Frenchy lifted one hand in greeting, still carefully casual.
“What’s all the excitement about? Sorry I’m late.” Eagerly smiling, Marian stood before Frenchy, her face innocent, and open. She was still youthful, but her figure was starting to go. Unlike Mercedes with whom she found herself comparing almost every girl she saw these days, motherhood had stretched and thickened Marian.
“Needed to talk to you, Mar,” Frenchy answered, pushing off the railing and leading Marian to the walkway. “Want to look at some animals?”
“We really are going to the zoo!”
Frenchy smiled at this despite her tension. “You like the zoo?”
“I like the idea of going with you.” Her smile warmed Frenchy who suddenly felt Marian’s reaction would be positive. “Instead of the kids, that is,” Marian finished quickly.
Turning away from her as they began walking, Frenchy tested her own reaction to the idea that Marian was giving her signals that she wanted to come out. Once she would not have doubted that she was in love with Marian and would gladly have complied. Now, she wasn’t so sure. Marian was pretty, and only a couple of inches taller than Frenchy, but her looks did not make Frenchy long for her. It would be pleasant to make love to her, but Frenchy doubted she would let Marian be her lover. They had good times together but, though Frenchy had learned passion was not the heart of a relationship, she sought a spark, something more than a comfortable feeling.
Marian was studying her face as they walked.

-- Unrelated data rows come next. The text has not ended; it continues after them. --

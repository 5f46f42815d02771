//! Dashboard Module
//! One request per UI interaction: the selected view goes in, a view model comes out.
//!
//! Aggregator failures are turned into placeholder view models so a broken
//! chart never prevents the other views from rendering.

use crate::config::DashboardConfig;
use crate::data::schema::{CategoricalFeature, NumericFeature};
use crate::data::Dataset;
use crate::stats::{
    AggregateError, CategoricalAggregator, CategoryBreakdown, CorrelationAggregator,
    CorrelationMatrix, CountryAggregator, CountryCancellation, DataOverview, NumericAggregator,
    NumericDistribution, OverviewBuilder, TargetAggregator, TargetSummary,
};
use serde::Serialize;
use std::sync::Arc;

/// Top-level sections of the sidebar.
#[derive(Debug, Clone, Copy, PartialEq, Eq, Hash, Default)]
pub enum Section {
    #[default]
    BusinessUnderstanding,
    DataOverview,
    ExploratoryAnalysis,
}

impl Section {
    pub const ALL: [Section; 3] = [
        Section::BusinessUnderstanding,
        Section::DataOverview,
        Section::ExploratoryAnalysis,
    ];

    pub fn title(&self) -> &'static str {
        match self {
            Section::BusinessUnderstanding => "Business Understanding",
            Section::DataOverview => "Data Overview",
            Section::ExploratoryAnalysis => "Exploratory Data Analysis",
        }
    }
}

/// Tabs of the analysis section, with the column picked in the tab's selector.
#[derive(Debug, Clone, Copy, PartialEq, Eq, Hash, Serialize)]
pub enum AnalysisTab {
    Target,
    Numeric(NumericFeature),
    Categorical(CategoricalFeature),
    Country,
    Correlation,
}

impl AnalysisTab {
    pub fn title(&self) -> &'static str {
        match self {
            AnalysisTab::Target => "Target Analysis",
            AnalysisTab::Numeric(_) => "Numeric Features",
            AnalysisTab::Categorical(_) => "Categorical Features",
            AnalysisTab::Country => "Country Analysis",
            AnalysisTab::Correlation => "Correlation",
        }
    }

    /// Every tab, with each selector enumerated.
    pub fn all() -> Vec<AnalysisTab> {
        let mut tabs = vec![AnalysisTab::Target];
        tabs.extend(NumericFeature::ALL.into_iter().map(AnalysisTab::Numeric));
        tabs.extend(CategoricalFeature::ALL.into_iter().map(AnalysisTab::Categorical));
        tabs.push(AnalysisTab::Country);
        tabs.push(AnalysisTab::Correlation);
        tabs
    }
}

#[derive(Debug, Clone, Copy, PartialEq, Eq, Hash)]
pub enum ViewRequest {
    BusinessUnderstanding,
    DataOverview,
    Analysis(AnalysisTab),
}

/// Everything the presentation layer needs to draw one view.
#[derive(Debug, Clone, Serialize)]
#[serde(tag = "view", content = "data", rename_all = "snake_case")]
pub enum ViewModel {
    BusinessUnderstanding,
    DataOverview(DataOverview),
    Target(TargetSummary),
    Numeric(NumericDistribution),
    Categorical(CategoryBreakdown),
    Country(Vec<CountryCancellation>),
    Correlation(CorrelationMatrix),
    Placeholder { message: String },
}

/// Answers view requests against one loaded dataset.
pub struct Dashboard {
    dataset: Arc<Dataset>,
    config: DashboardConfig,
}

impl Dashboard {
    pub fn new(dataset: Arc<Dataset>, config: DashboardConfig) -> Self {
        Self { dataset, config }
    }

    pub fn dataset(&self) -> &Arc<Dataset> {
        &self.dataset
    }

    pub fn config(&self) -> &DashboardConfig {
        &self.config
    }

    pub fn respond(&self, request: &ViewRequest) -> ViewModel {
        tracing::debug!(?request, "Handling view request");

        let result = match request {
            ViewRequest::BusinessUnderstanding => Ok(ViewModel::BusinessUnderstanding),
            ViewRequest::DataOverview => {
                OverviewBuilder::build(&self.dataset, self.config.preview_rows)
                    .map(ViewModel::DataOverview)
            }
            ViewRequest::Analysis(tab) => self.analyse(tab),
        };

        result.unwrap_or_else(|err| {
            match &err {
                AggregateError::InsufficientData(_) => {
                    tracing::warn!(?request, error = %err, "View has no data to show")
                }
                _ => tracing::error!(?request, error = %err, "View aggregation failed"),
            }
            ViewModel::Placeholder {
                message: err.to_string(),
            }
        })
    }

    fn analyse(&self, tab: &AnalysisTab) -> Result<ViewModel, AggregateError> {
        let df = &self.dataset.cleaned;
        match tab {
            AnalysisTab::Target => TargetAggregator::aggregate(df).map(ViewModel::Target),
            AnalysisTab::Numeric(feature) => {
                NumericAggregator::aggregate(df, feature.column(), self.config.histogram_buckets)
                    .map(ViewModel::Numeric)
            }
            AnalysisTab::Categorical(feature) => {
                CategoricalAggregator::aggregate(df, feature.column()).map(ViewModel::Categorical)
            }
            AnalysisTab::Country => {
                CountryAggregator::aggregate(df, self.config.top_countries).map(ViewModel::Country)
            }
            AnalysisTab::Correlation => {
                CorrelationAggregator::aggregate(df).map(ViewModel::Correlation)
            }
        }
    }
}

#[cfg(test)]
mod tests {
    use super::*;
    use polars::prelude::*;

    fn empty_dashboard() -> Dashboard {
        let raw = df!(
            "is_canceled" => Vec::<i64>::new(),
            "country" => Vec::<&str>::new(),
            "booking_changes" => Vec::<i64>::new(),
        )
        .unwrap();
        let dataset = Dataset::from_raw("empty.csv", raw).unwrap();
        Dashboard::new(Arc::new(dataset), DashboardConfig::default())
    }

    #[test]
    fn insufficient_data_becomes_placeholder() {
        let dashboard = empty_dashboard();
        let view = dashboard.respond(&ViewRequest::Analysis(AnalysisTab::Target));
        assert!(matches!(view, ViewModel::Placeholder { .. }));
    }

    #[test]
    fn failing_view_does_not_affect_others() {
        let dashboard = empty_dashboard();
        let broken = dashboard.respond(&ViewRequest::Analysis(AnalysisTab::Correlation));
        assert!(matches!(broken, ViewModel::Placeholder { .. }));

        let country = dashboard.respond(&ViewRequest::Analysis(AnalysisTab::Country));
        assert!(matches!(country, ViewModel::Country(ref c) if c.is_empty()));
        assert!(matches!(
            dashboard.respond(&ViewRequest::BusinessUnderstanding),
            ViewModel::BusinessUnderstanding
        ));
    }

    #[test]
    fn all_tabs_enumerates_selectors() {
        let tabs = AnalysisTab::all();
        assert_eq!(tabs.len(), 11);
        assert_eq!(tabs[0], AnalysisTab::Target);
        assert_eq!(tabs[10], AnalysisTab::Correlation);
    }
}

Frenchy looked at her and smiled nervously.
“What is it, Genvieve?” Marian asked encouragingly, slipping a hand under Frenchy’s arm.
Poised on the edge of saying it, Frenchy allowed herself another moment of indecision, trying to predict Marian’s reaction and trying, too, to prepare herself for it.

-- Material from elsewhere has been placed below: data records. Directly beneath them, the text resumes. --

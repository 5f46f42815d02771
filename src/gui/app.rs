//! Hotel Booking Dashboard Main Application
//! Main window with navigation panel and section viewer.

use crate::config::DashboardConfig;
use crate::dashboard::Dashboard;
use crate::data::DatasetCache;
use crate::gui::{ChartViewer, ControlPanel, ControlPanelAction};
use egui::{RichText, SidePanel};
use std::path::{Path, PathBuf};

/// What the central panel currently shows.
pub enum Session {
    Ready(Dashboard),
    /// Loading the dataset failed; nothing but the error can be shown.
    Failed { path: PathBuf, message: String },
}

/// Main application window.
pub struct DashboardApp {
    cache: DatasetCache,
    config: DashboardConfig,
    session: Session,
    control_panel: ControlPanel,
    chart_viewer: ChartViewer,
}

impl DashboardApp {
    pub fn new(
        _cc: &eframe::CreationContext<'_>,
        cache: DatasetCache,
        config: DashboardConfig,
        session: Session,
    ) -> Self {
        let mut control_panel = ControlPanel::new();
        match &session {
            Session::Ready(dashboard) => {
                let dataset = dashboard.dataset();
                control_panel.set_dataset(dataset.path.clone(), dataset.raw.height());
            }
            Session::Failed { path, .. } => {
                control_panel.dataset_path = Some(path.clone());
                control_panel.set_status("Error: dataset unavailable");
            }
        }

        Self {
            cache,
            config,
            session,
            control_panel,
            chart_viewer: ChartViewer::new(),
        }
    }

    /// Ask for a CSV file and load it through the cache.
    ///
    /// Loading runs inside the frame that handled the click; a failure keeps
    /// the current session.
    fn handle_open_dataset(&mut self) {
        let Some(path) = rfd::FileDialog::new()
            .add_filter("CSV Files", &["csv"])
            .pick_file()
        else {
            return;
        };

        match self.cache.get_or_load(&path) {
            Ok(dataset) => {
                tracing::info!(path = %dataset.path.display(), "Dataset opened");
                self.control_panel
                    .set_dataset(dataset.path.clone(), dataset.raw.height());
                self.control_panel.set_status("Dataset loaded");
                self.config.dataset_path = dataset.path.clone();
                self.chart_viewer.clear();
                self.session = Session::Ready(Dashboard::new(dataset, self.config.clone()));
            }
            Err(e) => {
                tracing::error!(path = %path.display(), error = %e, "Failed to open dataset");
                self.control_panel.set_status(&format!("Error: {}", e));
            }
        }
    }

    fn draw_failure(ui: &mut egui::Ui, path: &Path, message: &str) {
        ui.vertical_centered(|ui| {
            ui.add_space(120.0);
            ui.label(
                RichText::new("Dataset unavailable")
                    .size(24.0)
                    .color(egui::Color32::from_rgb(220, 53, 69)),
            );
            ui.add_space(10.0);
            ui.label(format!("Could not load {}", path.display()));
            ui.label(RichText::new(message).monospace());
            ui.add_space(10.0);
            ui.label("Use \"Open dataset...\" to pick another file.");
        });
    }
}

impl eframe::App for DashboardApp {
    fn update(&mut self, ctx: &egui::Context, _frame: &mut eframe::Frame) {
        SidePanel::left("control_panel")
            .resizable(true)
            .default_width(260.0)
            .min_width(220.0)
            .show(ctx, |ui| {
                egui::ScrollArea::vertical().show(ui, |ui| {
                    match self.control_panel.show(ui) {
                        ControlPanelAction::OpenDataset => self.handle_open_dataset(),
                        ControlPanelAction::SectionChanged => {
                            tracing::debug!(section = ?self.control_panel.section, "Section changed");
                        }
                        ControlPanelAction::None => {}
                    }
                });
            });

        egui::CentralPanel::default().show(ctx, |ui| match &self.session {
            Session::Ready(dashboard) => {
                self.chart_viewer
                    .show(ui, dashboard, self.control_panel.section)
            }
            Session::Failed { path, message } => Self::draw_failure(ui, path, message),
        });
    }
}
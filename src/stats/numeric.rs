//! Distribution of a numeric feature split by cancellation status.
//! Feeds the grouped histogram and the box plot.

use crate::data::schema::{ColumnKind, NumericFeature};
use crate::data::{DataProcessor, Status};
use crate::stats::{AggregateError, BoxSummary, StatsCalculator};
use polars::prelude::*;
use serde::Serialize;

/// Upper bound on histogram buckets.
pub const DEFAULT_BUCKETS: usize = 30;

/// Half-open bucket `[lower, upper)`; the last bucket also includes `upper`.
#[derive(Debug, Clone, PartialEq, Serialize)]
pub struct HistogramBucket {
    pub lower: f64,
    pub upper: f64,
    pub not_canceled: usize,
    pub canceled: usize,
}

#[derive(Debug, Clone, Serialize)]
pub struct NumericDistribution {
    pub feature: NumericFeature,
    pub buckets: Vec<HistogramBucket>,
    pub not_canceled: Option<BoxSummary>,
    pub canceled: Option<BoxSummary>,
}

pub struct NumericAggregator;

impl NumericAggregator {
    /// Aggregate `column`, which must be one of the allowed numeric features.
    pub fn aggregate(
        df: &DataFrame,
        column: &str,
        max_buckets: usize,
    ) -> Result<NumericDistribution, AggregateError> {
        let feature: NumericFeature =
            column
                .parse()
                .map_err(|_| AggregateError::InvalidColumn {
                    column: column.to_string(),
                    expected: ColumnKind::Numeric,
                })?;

        let values = DataProcessor::numeric_values(df, feature.column())?;
        let statuses = DataProcessor::statuses(df)?;

        let pairs: Vec<(f64, Status)> = values
            .into_iter()
            .zip(statuses)
            .filter_map(|(v, s)| Some((v?, s?)))
            .collect();

        if pairs.is_empty() {
            return Err(AggregateError::InsufficientData(format!(
                "no labelled values for {}",
                feature
            )));
        }

        let group = |status: Status| -> Vec<f64> {
            pairs
                .iter()
                .filter(|(_, s)| *s == status)
                .map(|(v, _)| *v)
                .collect()
        };

        Ok(NumericDistribution {
            feature,
            buckets: Self::histogram(&pairs, max_buckets),
            not_canceled: StatsCalculator::box_summary(&group(Status::NotCanceled)),
            canceled: StatsCalculator::box_summary(&group(Status::Canceled)),
        })
    }

    /// Shared bucket edges for both statuses.
    ///
    /// Integer data spanning no more than `max_buckets` distinct values gets one
    /// unit-wide bucket per integer, otherwise `max_buckets` equal-width buckets.
    fn histogram(pairs: &[(f64, Status)], max_buckets: usize) -> Vec<HistogramBucket> {
        let max_buckets = max_buckets.max(1);
        let (min, max) = pairs.iter().fold((f64::INFINITY, f64::NEG_INFINITY), |(lo, hi), (v, _)| {
            (lo.min(*v), hi.max(*v))
        });

        let integral = pairs.iter().all(|(v, _)| v.fract() == 0.0);
        let (count, width) = if integral && (max - min) < max_buckets as f64 {
            ((max - min) as usize + 1, 1.0)
        } else if max == min {
            (1, 0.0)
        } else {
            (max_buckets, (max - min) / max_buckets as f64)
        };

        let mut buckets: Vec<HistogramBucket> = (0..count)
            .map(|i| HistogramBucket {
                lower: min + i as f64 * width,
                upper: min + (i + 1) as f64 * width,
                not_canceled: 0,
                canceled: 0,
            })
            .collect();

        for (v, status) in pairs {
            let idx = if width > 0.0 {
                (((v - min) / width).floor() as usize).min(count - 1)
            } else {
                0
            };
            match status {
                Status::NotCanceled => buckets[idx].not_canceled += 1,
                Status::Canceled => buckets[idx].canceled += 1,
            }
        }

        buckets
    }
}

#[cfg(test)]
mod tests {
    use super::*;

    fn bookings() -> DataFrame {
        df!(
            "is_canceled" => &[0i64, 0, 1, 1, 1, 0],
            "booking_changes" => &[Some(0i64), Some(1), Some(0), Some(0), None, Some(3)],
            "market_segment" => &["Direct", "Online TA", "Online TA", "Groups", "Groups", "Direct"],
        )
        .unwrap()
    }

    #[test]
    fn integer_feature_gets_unit_buckets() {
        let dist = NumericAggregator::aggregate(&bookings(), "booking_changes", DEFAULT_BUCKETS).unwrap();
        assert_eq!(dist.feature, NumericFeature::BookingChanges);
        assert_eq!(dist.buckets.len(), 4);
        assert_eq!(dist.buckets[0].lower, 0.0);
        assert_eq!(dist.buckets[0].not_canceled, 1);
        assert_eq!(dist.buckets[0].canceled, 2);
        assert_eq!(dist.buckets[3].not_canceled, 1);

        let total: usize = dist.buckets.iter().map(|b| b.canceled + b.not_canceled).sum();
        assert_eq!(total, 5, "null value must be skipped");
    }

    #[test]
    fn box_summaries_split_by_status() {
        let dist = NumericAggregator::aggregate(&bookings(), "booking_changes", DEFAULT_BUCKETS).unwrap();
        let kept = dist.not_canceled.unwrap();
        assert_eq!(kept.count, 3);
        assert_eq!(kept.median, 1.0);
        let canceled = dist.canceled.unwrap();
        assert_eq!(canceled.count, 2);
        assert_eq!(canceled.q3, 0.0);
    }

    #[test]
    fn wide_range_uses_equal_width_buckets() {
        let df = df!(
            "is_canceled" => &[0i64, 1, 0, 1],
            "days_in_waiting_list" => &[0i64, 50, 100, 391],
        )
        .unwrap();
        let dist = NumericAggregator::aggregate(&df, "days_in_waiting_list", 10).unwrap();
        assert_eq!(dist.buckets.len(), 10);
        assert_eq!(dist.buckets[9].canceled, 1, "maximum lands in the last bucket");
    }

    #[test]
    fn unknown_column_is_rejected() {
        let err = NumericAggregator::aggregate(&bookings(), "market_segment", DEFAULT_BUCKETS).unwrap_err();
        assert!(matches!(
            err,
            AggregateError::InvalidColumn { expected: ColumnKind::Numeric, .. }
        ));
    }

    #[test]
    fn empty_table_is_insufficient() {
        let df = df!(
            "is_canceled" => Vec::<i64>::new(),
            "booking_changes" => Vec::<i64>::new(),
        )
        .unwrap();
        let err = NumericAggregator::aggregate(&df, "booking_changes", DEFAULT_BUCKETS).unwrap_err();
        assert!(matches!(err, AggregateError::InsufficientData(_)));
    }
}
//! Dataset Cache Module
//! Memoizes the loaded and cleaned tables per dataset path.
//!
//! An entry stays valid while the file's fingerprint (size and modification
//! time) is unchanged; a different fingerprint triggers a reload. Entries can
//! also be dropped explicitly with [`DatasetCache::invalidate`].

use crate::data::{DataLoader, DataProcessor, LoaderError};
use polars::prelude::*;
use std::collections::HashMap;
use std::path::{Path, PathBuf};
use std::sync::Arc;
use std::time::SystemTime;

/// Raw and cleaned tables of one dataset file, shared read-only.
#[derive(Debug)]
pub struct Dataset {
    pub path: PathBuf,
    pub raw: DataFrame,
    pub cleaned: DataFrame,
}

impl Dataset {
    /// Build a dataset from an already loaded raw table.
    pub fn from_raw(path: impl Into<PathBuf>, raw: DataFrame) -> Result<Self, LoaderError> {
        let cleaned = DataProcessor::clean(&raw)?;
        Ok(Self {
            path: path.into(),
            raw,
            cleaned,
        })
    }
}

#[derive(Debug, Clone, Copy, PartialEq, Eq)]
struct Fingerprint {
    len: u64,
    modified: Option<SystemTime>,
}

impl Fingerprint {
    fn of(path: &Path) -> Result<Self, LoaderError> {
        let meta = std::fs::metadata(path).map_err(|source| LoaderError::Unreadable {
            path: path.to_path_buf(),
            source,
        })?;
        Ok(Self {
            len: meta.len(),
            modified: meta.modified().ok(),
        })
    }
}

struct CacheEntry {
    fingerprint: Fingerprint,
    dataset: Arc<Dataset>,
}

/// Hit and miss counters.
#[derive(Debug, Default, Clone, Copy, PartialEq, Eq)]
pub struct CacheStats {
    pub hits: usize,
    pub misses: usize,
}

/// Path-keyed memo of [`Dataset`]s.
#[derive(Default)]
pub struct DatasetCache {
    entries: HashMap<PathBuf, CacheEntry>,
    stats: CacheStats,
}

impl DatasetCache {
    pub fn new() -> Self {
        Self::default()
    }

    /// Return the cached dataset for `path`, loading and cleaning it on a miss.
    pub fn get_or_load(&mut self, path: &Path) -> Result<Arc<Dataset>, LoaderError> {
        let fingerprint = Fingerprint::of(path)?;

        if let Some(entry) = self.entries.get(path) {
            if entry.fingerprint == fingerprint {
                self.stats.hits += 1;
                tracing::debug!(path = %path.display(), "Dataset cache hit");
                return Ok(Arc::clone(&entry.dataset));
            }
            tracing::info!(path = %path.display(), "Dataset changed on disk, reloading");
        }

        self.stats.misses += 1;
        let raw = DataLoader::load_csv(path)?;
        let dataset = Arc::new(Dataset::from_raw(path, raw)?);

        self.entries.insert(
            path.to_path_buf(),
            CacheEntry {
                fingerprint,
                dataset: Arc::clone(&dataset),
            },
        );
        Ok(dataset)
    }

    /// Drop the entry for `path`. Returns whether one existed.
    pub fn invalidate(&mut self, path: &Path) -> bool {
        self.entries.remove(path).is_some()
    }

    pub fn clear(&mut self) {
        self.entries.clear();
    }

    pub fn len(&self) -> usize {
        self.entries.len()
    }

    pub fn is_empty(&self) -> bool {
        self.entries.is_empty()
    }

    pub fn stats(&self) -> CacheStats {
        self.stats
    }
}
//! # vxml-types: turn taxonomy for compiled VoiceXML dialogues
//!
//! A voice dialogue advances one *turn* at a time. Each turn is compiled
//! into a VoiceXML document that a voice browser executes (play audio,
//! call a platform object, transfer the call), and each turn has a
//! canonical JSON form used for logging, fixtures and exchange.
//!
//! This crate holds the data side of that process:
//!
//! | Concern | Types |
//! |---------|-------|
//! | Turns | [`Turn`], [`TurnKind`], [`Message`], [`ObjectCall`], [`Transfer`] |
//! | Prompt content | [`AudioItem`] |
//! | Resource fetching | [`FetchConfiguration`], [`FetchHint`] |
//! | Transfer outcomes | [`TransferStatus`], [`TransferStyle`] |
//! | Documents | [`Document`], [`Element`], [`Node`] |
//! | Post-processing | [`DocumentAdapter`], [`AdapterRef`] |
//! | Canonical JSON | [`JsonSerializable`] |
//! | Errors | [`ValidationError`], [`RenderError`], [`AdapterError`] |
//!
//! Compilation itself lives in `vxml-render`; the adapter pipeline in
//! `vxml-adapters`.
//!
//! Every value here is immutable once built and `Send + Sync`. The only
//! mutable state is a turn's adapter list, which is appended to through
//! `&mut Turn` before the turn is shared.

#![deny(missing_docs)]

pub mod adapter;
pub mod audio;
pub mod dom;
pub mod duration;
pub mod error;
pub mod fetch;
pub mod json;
pub mod transfer_status;
pub mod turn;

#[cfg(feature = "test-utils")]
pub mod test_utils;

// Re-exports for convenience
pub use adapter::{AdapterRef, DocumentAdapter};
pub use audio::AudioItem;
pub use dom::{Document, Element, Node};
pub use duration::DurationMs;
pub use error::{AdapterError, RenderError, RenderFailure, ValidationError};
pub use fetch::{FetchConfiguration, FetchConfigurationBuilder, FetchHint};
pub use json::JsonSerializable;
pub use transfer_status::TransferStatus;
pub use turn::{
    Message, MessageBuilder, ObjectCall, ObjectCallBuilder, Parameter, ParameterBuilder,
    ParameterValueType, Transfer, TransferBuilder, TransferStyle, Turn, TurnKind,
};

“Marian, I’m gay,” she said, exhaling, filled with relief. For the first time in her life she’d said it, let it out, refused to hide, had escaped her own silence — but she felt as if she had jumped off a cliff and now hung suspended.

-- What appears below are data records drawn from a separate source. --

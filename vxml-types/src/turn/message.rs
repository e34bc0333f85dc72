//! Message turns: play a sequence of audio items.
//!
//! See <https://www.w3.org/TR/voicexml20/#dml4.1.8>.

use super::{Turn, TurnKind, optional_non_empty};
use crate::{audio::AudioItem, error::ValidationError, json::JsonSerializable};
use serde_json::{Value, json};

/// Payload of a message turn.
#[derive(Debug, Clone, PartialEq, Eq, Hash)]
pub struct Message {
    audio_items: Vec<AudioItem>,
    language: Option<String>,
    barge_in: Option<bool>,
}

impl Message {
    /// Start building a message turn.
    pub fn builder(name: impl Into<String>) -> MessageBuilder {
        MessageBuilder {
            name: name.into(),
            audio_items: Vec::new(),
            language: None,
            barge_in: None,
        }
    }

    /// The audio items, in play order. Never empty.
    pub fn audio_items(&self) -> &[AudioItem] {
        &self.audio_items
    }

    /// Language tag (e.g. `en-US`); `None` defers to the platform.
    pub fn language(&self) -> Option<&str> {
        self.language.as_deref()
    }

    /// `Some(true)` enables barge-in, `Some(false)` disables it, `None`
    /// defers to the platform.
    pub fn barge_in(&self) -> Option<bool> {
        self.barge_in
    }
}

impl JsonSerializable for Message {
    fn as_json(&self) -> Value {
        json!({
            "audioItems": self.audio_items.as_json(),
            "language": self.language,
            "bargeIn": self.barge_in,
        })
    }
}

/// Builder for message turns.
#[derive(Debug, Clone)]
pub struct MessageBuilder {
    name: String,
    audio_items: Vec<AudioItem>,
    language: Option<String>,
    barge_in: Option<bool>,
}

impl MessageBuilder {
    /// Append one audio item.
    pub fn audio_item(mut self, item: AudioItem) -> Self {
        self.audio_items.push(item);
        self
    }

    /// Append several audio items, keeping their order.
    pub fn audio_items(mut self, items: impl IntoIterator<Item = AudioItem>) -> Self {
        self.audio_items.extend(items);
        self
    }

    /// Set the language tag.
    pub fn language(mut self, language: impl Into<String>) -> Self {
        self.language = Some(language.into());
        self
    }

    /// Set the barge-in flag. `None` restores the platform default.
    pub fn barge_in(mut self, barge_in: Option<bool>) -> Self {
        self.barge_in = barge_in;
        self
    }

    /// Validate and freeze the turn.
    pub fn build(self) -> Result<Turn, ValidationError> {
        if self.audio_items.is_empty() {
            return Err(ValidationError::Empty {
                field: "audioItems",
            });
        }
        let message = Message {
            audio_items: self.audio_items,
            language: optional_non_empty(self.language, "language")?,
            barge_in: self.barge_in,
        };
        Turn::new(self.name, TurnKind::Message(message))
    }
}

Marian stopped, her smile still in place. Frenchy grew even more hopeful. Marian’s hand slipped from her arm and Frenchy now began to feel as though she were falling.
A hand raised to touch her mouth — as if to stifle a scream — her eyes not surprised but filling with horror,
Marian stepped away from her. Stepped away, turned, and began to walk hurriedly down the path.
Her first impulse was to stamp out her cigarette, whirl around and leave in disgust. But she couldn’t. Marian had been her friend until a moment ago.
She began to follow Marian, feeling little now but determination. Marian had to understand. It was so simple, Did she think Frenchy was trying to seduce her? Marian had disappeared from sight, but as Frenchy rounded a bend she saw her far ahead, running. Why was she heading further into the park if she wanted to get away? Frenchy had a quick, intuitive thought that Marian was running, not from her, but from herself.
She cut across the grass. Marian, in her panic, didn’t see her until Frenchy had almost reached her. Then Frenchy caught up with her, got in front of her, blocking her.
“Get out of my way. You — you —” Marian’s face was ugly with hatred. “Hypocrite!”
“Hypocrite?” Frenchy was astonished at the word.
“Pretending to be my friend!”
“I wasn’t pretending, Marian, honest. I wanted to be your friend. That’s all. I didn’t want to do anything to you.”
Marian was crying now, her shoulders heaving. Frenchy longed to comfort her, but didn’t dare touch her.
“You’re a fraud.”
“Why am I a fraud when I just told you exactly who I am so we could be better friends?”
“I don’t want to be any kind of friend with a queer.”
Frenchy was disgusted, but determination won out. “Why not? You were friends with me before you knew.”
“I know. I even let my children near you.”
“Listen, Marian,” Frenchy said, planting her small body, hands on her hips. “I never touched you, never came on to you. I don’t molest kids. I don’t give a good goddamn what you do and with who — tell me what difference it makes who I do it with?”